# Data shown
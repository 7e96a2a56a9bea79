//! mpq-listfile binary entry point.
//!
//! Parses arguments, initializes logging and dispatches to the command
//! handlers in [`commands`].

mod commands;

use anyhow::Result;
use clap::{Parser, Subcommand};
use mpq_listfile::ListfileConfig;
use std::path::PathBuf;

#[derive(Parser)]
#[command(
    name = "mpq-listfile",
    about = "Enumerate and canonicalize MPQ listfiles",
    version,
    author
)]
struct Cli {
    /// Bytes of a listfile held in memory at once
    #[arg(
        long,
        global = true,
        env = "MPQ_LISTFILE_PAGE_SIZE",
        default_value_t = mpq_listfile::config::DEFAULT_PAGE_SIZE
    )]
    page_size: usize,

    /// Name buffer capacity; longer names are truncated
    #[arg(
        long,
        global = true,
        env = "MPQ_LISTFILE_MAX_NAME",
        default_value_t = mpq_listfile::config::DEFAULT_MAX_NAME_LENGTH
    )]
    max_name_length: usize,

    #[command(subcommand)]
    command: Commands,
}

impl Cli {
    fn listfile_config(&self) -> ListfileConfig {
        ListfileConfig::new()
            .with_page_size(self.page_size)
            .with_max_name_length(self.max_name_length)
    }
}

#[derive(Subcommand)]
enum Commands {
    /// Print the names of a listfile matching a mask
    List {
        /// Listfile to read
        listfile: PathBuf,

        /// Wildcard mask (`*` and `?`, case-insensitive)
        #[arg(short, long)]
        mask: Option<String>,
    },

    /// Merge listfiles into one sorted, deduplicated listfile
    Canonicalize {
        /// Listfiles to merge
        #[arg(required = true)]
        inputs: Vec<PathBuf>,

        /// Output path (stdout if omitted)
        #[arg(short, long)]
        output: Option<PathBuf>,
    },
}

fn main() -> Result<()> {
    tracing_subscriber::fmt()
        .with_env_filter(
            tracing_subscriber::EnvFilter::try_from_default_env()
                .unwrap_or_else(|_| tracing_subscriber::EnvFilter::new("info")),
        )
        .with_writer(std::io::stderr)
        .init();

    let cli = Cli::parse();
    let config = cli.listfile_config();
    config.validate()?;

    match cli.command {
        Commands::List { listfile, mask } => {
            let stdout = std::io::stdout();
            commands::list(&listfile, mask.as_deref(), &config, &mut stdout.lock())?;
        }
        Commands::Canonicalize { inputs, output } => {
            let count = commands::canonicalize(inputs.as_slice(), output.as_deref(), &config)?;
            tracing::info!("Canonical listfile holds {count} names");
        }
    }

    Ok(())
}
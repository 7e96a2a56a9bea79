//! Attaching recovered names to file records
//!
//! One name can stand for several records: the same member stored once per
//! locale. Every one of them receives the name.

use crate::archive::ListfileArchive;
use crate::error::{ListfileError, ListfileResult};
use tracing::trace;

/// Attach `name` to every locale variant of the member it hashes to.
///
/// Returns the number of records the name now refers to (records that were
/// already named count too; their names are left untouched).
///
/// # Errors
///
/// Returns `CanNotComplete` if no index entry references the name.
pub fn assign_name_for_all_locales<A: ListfileArchive>(
    archive: &mut A,
    name: impl AsRef<[u8]>,
) -> ListfileResult<usize> {
    let name = name.as_ref();
    let unknown = || ListfileError::CanNotComplete(String::from_utf8_lossy(name).into_owned());

    if archive.has_extended_index() {
        let index = archive.find_in_extended_index(name).ok_or_else(unknown)?;

        if let Some(record) = archive.record_mut(index) {
            record.attach_name(name);
        }
        return Ok(1);
    }

    if !archive.has_hash_table() {
        return Err(unknown());
    }

    let record_count = archive.records().len();
    let block_indices: Vec<u32> = archive
        .hash_entries(name)
        .map(|entry| entry.block_index)
        .collect();

    if block_indices.is_empty() {
        return Err(unknown());
    }

    let mut attached = 0;
    for block_index in block_indices {
        let index = block_index as usize;
        if index >= record_count {
            trace!(
                "Hash entry for {} points past the file table ({block_index})",
                String::from_utf8_lossy(name)
            );
            continue;
        }
        if let Some(record) = archive.record_mut(index) {
            record.attach_name(name);
            attached += 1;
        }
    }

    Ok(attached)
}
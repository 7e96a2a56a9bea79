//! Configuration for listfile readers

use crate::error::{ListfileError, ListfileResult};
use serde::{Deserialize, Serialize};

/// Size of one page of a name source held in memory
pub const DEFAULT_PAGE_SIZE: usize = 0x1000;

/// Name buffer capacity, including the terminator slot (`MAX_PATH`)
pub const DEFAULT_MAX_NAME_LENGTH: usize = 260;

/// Configuration for reading name sources
#[derive(Debug, Clone, Copy, PartialEq, Eq, Serialize, Deserialize)]
#[serde(default)]
pub struct ListfileConfig {
    /// Bytes loaded from the stream per page
    pub page_size: usize,

    /// Name buffer capacity; names keep at most `max_name_length - 1` bytes
    pub max_name_length: usize,
}

impl Default for ListfileConfig {
    fn default() -> Self {
        Self {
            page_size: DEFAULT_PAGE_SIZE,
            max_name_length: DEFAULT_MAX_NAME_LENGTH,
        }
    }
}

impl ListfileConfig {
    /// Create the default configuration
    pub fn new() -> Self {
        Self::default()
    }

    /// Set the page size
    #[must_use]
    pub const fn with_page_size(mut self, page_size: usize) -> Self {
        self.page_size = page_size;
        self
    }

    /// Set the name buffer capacity
    #[must_use]
    pub const fn with_max_name_length(mut self, max_name_length: usize) -> Self {
        self.max_name_length = max_name_length;
        self
    }

    /// Validate configuration.
    ///
    /// # Errors
    ///
    /// Returns `InvalidConfig` if the page size is zero or the name buffer
    /// cannot hold at least one byte besides the terminator.
    pub fn validate(&self) -> ListfileResult<()> {
        if self.page_size == 0 {
            return Err(ListfileError::InvalidConfig(
                "page_size must be greater than zero".to_string(),
            ));
        }
        if self.max_name_length < 2 {
            return Err(ListfileError::InvalidConfig(format!(
                "max_name_length must be at least 2, got {}",
                self.max_name_length
            )));
        }
        Ok(())
    }
}
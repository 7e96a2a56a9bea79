//! Command handlers

use anyhow::{Context, Result};
use mpq_listfile::{CanonicalNameList, ListfileConfig, ListfileFinder, PagedNameReader};
use std::fs::File;
use std::io::{BufWriter, Write};
use std::path::Path;
use tracing::{debug, warn};

/// Print every name of `listfile` matching `mask`, one per line.
///
/// Names are written as stored, without re-encoding. Returns the number of
/// names printed.
pub fn list<W: Write>(
    listfile: &Path,
    mask: Option<&str>,
    config: &ListfileConfig,
    out: &mut W,
) -> Result<usize> {
    let file = File::open(listfile)
        .with_context(|| format!("cannot open listfile {}", listfile.display()))?;
    let mut finder = ListfileFinder::from_stream(Box::new(file), mask, config)
        .with_context(|| format!("cannot read listfile {}", listfile.display()))?;

    let mut count = 0;
    while let Some(name) = finder.next_bytes() {
        out.write_all(&name)?;
        out.write_all(b"\n")?;
        count += 1;
    }
    out.flush()?;

    debug!("Listed {count} names from {}", listfile.display());
    Ok(count)
}

/// Merge `inputs` into a canonical listfile.
///
/// Inputs that cannot be opened or are empty are skipped with a warning.
/// Returns the number of names written.
pub fn canonicalize(
    inputs: &[impl AsRef<Path>],
    output: Option<&Path>,
    config: &ListfileConfig,
) -> Result<usize> {
    let list = merge_inputs(inputs, config)?;

    match output {
        Some(path) => {
            let file = File::create(path)
                .with_context(|| format!("cannot create {}", path.display()))?;
            let mut writer = BufWriter::new(file);
            list.write_to(&mut writer)?;
            writer.flush()?;
        }
        None => {
            let stdout = std::io::stdout();
            let mut lock = stdout.lock();
            list.write_to(&mut lock)?;
            lock.flush()?;
        }
    }

    Ok(list.len())
}

fn merge_inputs(inputs: &[impl AsRef<Path>], config: &ListfileConfig) -> Result<CanonicalNameList> {
    let mut list = CanonicalNameList::new();

    for input in inputs {
        let path = input.as_ref();
        let mut file = match File::open(path) {
            Ok(file) => file,
            Err(e) => {
                warn!("Skipping {}: {e}", path.display());
                continue;
            }
        };
        let mut reader = match PagedNameReader::with_config(&mut file, None, config) {
            Ok(reader) => reader,
            Err(e) if e.is_soft() => {
                warn!("Skipping {}: {e}", path.display());
                continue;
            }
            Err(e) => return Err(e.into()),
        };

        let before = list.len();
        while let Some(name) = reader.next_bytes() {
            list.push(name);
        }
        debug!("Read {} names from {}", list.len() - before, path.display());
    }

    list.finalize();
    Ok(list)
}
//! Paged listfile reader
//!
//! A listfile is read one fixed-size page at a time, so memory use stays
//! bounded no matter how large the catalog is. Names are separated by CR
//! and/or LF; any run of bytes `<= 0x20` between names is skipped.
//!
//! Blizzard patch archives annotate names with their provenance:
//!
//! ```text
//! Pass1\Files\MacOS\unconditional\user\Info.plist~Patch(Data#frFR#base-frFR,1326)
//! ```
//!
//! The annotation is removed while reading (see [`strip_patch_suffix`]).
//!
//! A stream that cannot deliver a full page (partial or damaged archives)
//! ends the name sequence instead of failing it, so callers still get every
//! name in the readable prefix and nothing from past the damage.
//!
//! A line that holds nothing but an annotation is skipped rather than taken
//! as the end of the listfile.

use crate::config::ListfileConfig;
use crate::error::{ListfileError, ListfileResult};
use std::io::{ErrorKind, Read, Seek, SeekFrom};
use tracing::{debug, trace, warn};

const CR: u8 = 0x0D;
const LF: u8 = 0x0A;

/// Paging state over one opened name source
///
/// The cache never owns the stream; every call that needs bytes takes it as
/// an argument. This lets a caller that owns the stream (the enumeration
/// cursor) keep both side by side.
#[derive(Debug)]
pub struct NameCache {
    mask: Option<String>,
    file_size: u64,
    page_offset: u64,
    page_size: usize,
    max_name_length: usize,
    buffer: Vec<u8>,
    pos: usize,
    end: usize,
    exhausted: bool,
}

# Activity
Start at the first line of the entries and stop at the line that contains "default_value_t = mpq_listfile::config::DEFAULT_MAX_NAME_LENGTH". Repeat every line in that span exactly, and nothing beyond it.

# Reply to the exercise
repository 7e96a2a56a9bea79
//! mpq-listfile binary entry point.
//!
//! Parses arguments, initializes logging and dispatches to the command
//! handlers in [`commands`].

mod commands;

use anyhow::Result;
use clap::{Parser, Subcommand};
use mpq_listfile::ListfileConfig;
use std::path::PathBuf;

#[derive(Parser)]
#[command(
    name = "mpq-listfile",
    about = "Enumerate and canonicalize MPQ listfiles",
    version,
    author
)]
struct Cli {
    /// Bytes of a listfile held in memory at once
    #[arg(
        long,
        global = true,
        env = "MPQ_LISTFILE_PAGE_SIZE",
        default_value_t = mpq_listfile::config::DEFAULT_PAGE_SIZE
    )]
    page_size: usize,

    /// Name buffer capacity; longer names are truncated
    #[arg(
        long,
        global = true,
        env = "MPQ_LISTFILE_MAX_NAME",
        default_value_t = mpq_listfile::config::DEFAULT_MAX_NAME_LENGTH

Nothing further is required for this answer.